Sonatine - Takeshi Kitano - 1993
A ce stade de sa carrière de réalisateur, Takeshi Kitano nous offre avec Sonatine son meilleur film. Synthétisant à merveille les thèmes de ses trois premiers opus, il atteint ici une forme d'osmose qui achève de définir son univers. Pendant 30 minutes, le récit est pourtant assez classique. Haut placé dans la hiérarchie de son gang de yakuzas, Murakawa est néanmoins un électron libre mais aussi un homme fatigué par la vie qu'il mène. Décidé à raccrocher les gants, il se voit confié une dernière tâche, qui consiste à aller prêter main forte à un clan ami sur l'île d'Okinawa. Affublé de ses fidèles lieutenants et de quelques bras cassés, la mission d'apparence routinière s’avérera être un traquenard. Mais c'est sans compter sur la quête d'évasion du bonhomme qui va emmener toute sa petite troupe dans une bicoque au bord de la plage, histoire de goûter aux plaisirs simples de la vie en attendant l'hypothétique venue de la grande faucheuse.
Le premiers tiers de Sonatine n'est pas forcément très engageant et ne sert que de point de contraste avec le futur dans lequel Murakawa aimerait se projeter, un futur loin de la violence à laquelle il s'abandonne régulièrement dans ses activités. Son personnage de yakuza est à peu près aussi autiste que l'était le flic de Violent Cop et aussi marginal que son personnage dans Jugatsu. Mais il possède aussi des traits de caractère supplémentaires. C'est un homme qui songe à la rédemption là où les personnages précédents étaient bien trop jusqu’au-boutistes pour prétendre à une nouvelle vie. Passé ce prologue qui manque un poil de rythme et de scènes marquantes pour captiver davantage, Kitano part à la recherche de l'innocence perdue de ses personnages.
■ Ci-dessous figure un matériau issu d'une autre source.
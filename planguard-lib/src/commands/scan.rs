use super::Host;
use super::common::{ColorMode, LogLevel, init_logging};
use super::config::Config;
use super::manifest;
use crate::Result;
use crate::engine::scan_resources;
use crate::model::Severity;
use crate::reports::{Format, generate};
use camino::{Utf8Path, Utf8PathBuf};
use chrono::Utc;
use clap::Parser;
use ohno::{IntoAppError, bail};
use std::fs;
use std::io::Write;

#[derive(Parser, Debug)]
pub struct ScanArgs {
    /// Resource manifest produced by the extraction step (repeatable)
    #[arg(long, short = 'r', value_name = "PATH", required = true)]
    pub resources: Vec<Utf8PathBuf>,

    /// Path to configuration file (default is `planguard.toml`)
    #[arg(long, short = 'c', value_name = "PATH")]
    pub config: Option<Utf8PathBuf>,

    /// Additional rules file or directory of rules files (repeatable)
    #[arg(long, value_name = "PATH")]
    pub rules: Vec<Utf8PathBuf>,

    /// Report format
    #[arg(long, short = 'f', value_name = "FORMAT", default_value = "text")]
    pub format: Format,

    /// Write the report to a file instead of standard output
    #[arg(long, short = 'o', value_name = "PATH")]
    pub output: Option<Utf8PathBuf>,

    /// Lowest severity that fails the scan (default is `warning` when
    /// `fail_on_warning` is set, `error` otherwise)
    #[arg(long, value_name = "LEVEL")]
    pub fail_on: Option<Severity>,

    /// Control when to use colored output
    #[arg(long, value_name = "WHEN", default_value = "auto")]
    pub color: ColorMode,

    /// Set the logging level for diagnostic output
    #[arg(long, value_name = "LEVEL", default_value = "none")]
    pub log_level: LogLevel,
}

/// Scan resource manifests against the configured rules and report the results.
///
/// # Errors
///
/// Returns an error if loading fails, an expression fails to evaluate, or any
/// active violation is at or above the failure threshold
pub fn scan<H: Host>(host: &mut H, args: &ScanArgs) -> Result<()> {
    init_logging(args.log_level);

    let mut config = Config::load(Utf8Path::new("."), args.config.as_deref())?;
    config.add_rule_files(&args.rules)?;
    config.validate()?;

    let resources = manifest::exclude_paths(manifest::load_resources(&args.resources)?, &config.settings.exclude_paths);
    let result = scan_resources(&config.rules, &config.exceptions, resources, Utc::now())?;

    let use_colors = args.output.is_none() && args.format == Format::Text && args.color.use_colors();
    let mut report = String::new();
    generate(&result, args.format, use_colors, &mut report)?;

    if let Some(path) = &args.output {
        fs::write(path, report).into_app_err_with(|| format!("writing report to '{path}'"))?;
    } else {
        let _ = write!(host.output(), "{report}");
    }

    let threshold = args.fail_on.unwrap_or(if config.settings.fail_on_warning {
        Severity::Warning
    } else {
        Severity::Error
    });

    let failing = result.at_or_above(threshold).count();
    if failing > 0 {
        bail!("{failing} violation(s) at or above severity '{threshold}'");
    }

    Ok(())
}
Welcome to the beach!Au bout de 30 minutes, la rupture de ton tient de la bénédiction. Le maître nous invite au voyage et nous replonge en même temps que ses personnages en enfance. Retranché sur une plage magnifique, tout ce petit monde troque les costards dépareillés pour les chemises à fleurs et tue le temps comme il le peut. La veine contemplative de Kitano reprend le dessus, en même temps que son humour et sa fibre poétique. On en oublierait presque le pourquoi de leur présence en ce lieu. Les rapports hiérarchiques s'atténuent quelque peu au détour de jeux, de danses, de blagues toujours plus saugrenues. En vrac, on assiste à des combats de sumo, à une bataille rangée avec des feux d'artifice, à un spectacle de danse traditionnelle et bien d'autres réjouissances. Pour la première fois en quatre films, Takeshi l'acteur y dévoile un immense sourire communicatif. Lui qu'on juge trop souvent comme étant inexpressif, et qui fait passer ici un torrent d'émotions par son visage irradié par la joie.
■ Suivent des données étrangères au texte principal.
use crate::syntax::Expr;
use serde::{Deserialize, Serialize};
use std::collections::BTreeMap;

/// One declared configuration unit (a `resource` or `data` block).
///
/// Resources are created once by extraction and never mutated afterwards; the
/// index shares them behind `Arc`.
#[derive(Debug, Clone, PartialEq, Serialize, Deserialize)]
#[serde(deny_unknown_fields)]
pub struct Resource {
    #[serde(rename = "type")]
    pub resource_type: String,
    pub name: String,
    pub file: String,
    pub line: u32,
    pub column: u32,

    /// Evaluated attribute values
    #[serde(default)]
    pub attributes: BTreeMap<String, serde_json::Value>,

    /// Attribute expressions as written, before evaluation
    #[serde(default)]
    pub raw_expressions: BTreeMap<String, Expr>,
}

impl Resource {
    #[must_use]
    pub fn new(resource_type: impl Into<String>, name: impl Into<String>, file: impl Into<String>, line: u32, column: u32) -> Self {
        Self {
            resource_type: resource_type.into(),
            name: name.into(),
            file: file.into(),
            line,
            column,
            attributes: BTreeMap::new(),
            raw_expressions: BTreeMap::new(),
        }
    }

    #[must_use]
    pub fn with_attribute(mut self, name: impl Into<String>, value: impl Into<serde_json::Value>) -> Self {
        let _ = self.attributes.insert(name.into(), value.into());
        self
    }

    #[must_use]
    pub fn with_raw_expression(mut self, name: impl Into<String>, expr: Expr) -> Self {
        let _ = self.raw_expressions.insert(name.into(), expr);
        self
    }

    /// `type.name`, the address used in reports.
    #[must_use]
    pub fn address(&self) -> String {
        format!("{}.{}", self.resource_type, self.name)
    }

    /// Returns `true` if any attribute expression of this resource calls `function`.
    #[must_use]
    pub fn contains_call(&self, function: &str) -> bool {
        self.raw_expressions.values().any(|expr| expr.contains_call(function))
    }
}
La beauté naturelle de cette plage contribue à accentuer la portée émotionnelle de l'histoire. Et que dire de du score sublime de Joe Hisaishi! Le réalisateur prouve avec Sonatine que ses limites techniques peuvent s'estomper derrière son imagination fertile. Il n'est pas uniquement un guignol de la télévision japonaise mais un artiste accompli, doté d'une âme de poète. Sonatine est le premier sommet dans sa filmographie, un film d'une légèreté enivrante. On pourrait rester des heures devant son écran simplement à regarder ses personnages s'amuser comme des gamins. C'est juste beau, le langage employé est universel et marque la naissance définitive d'un grand auteur. Incontournable.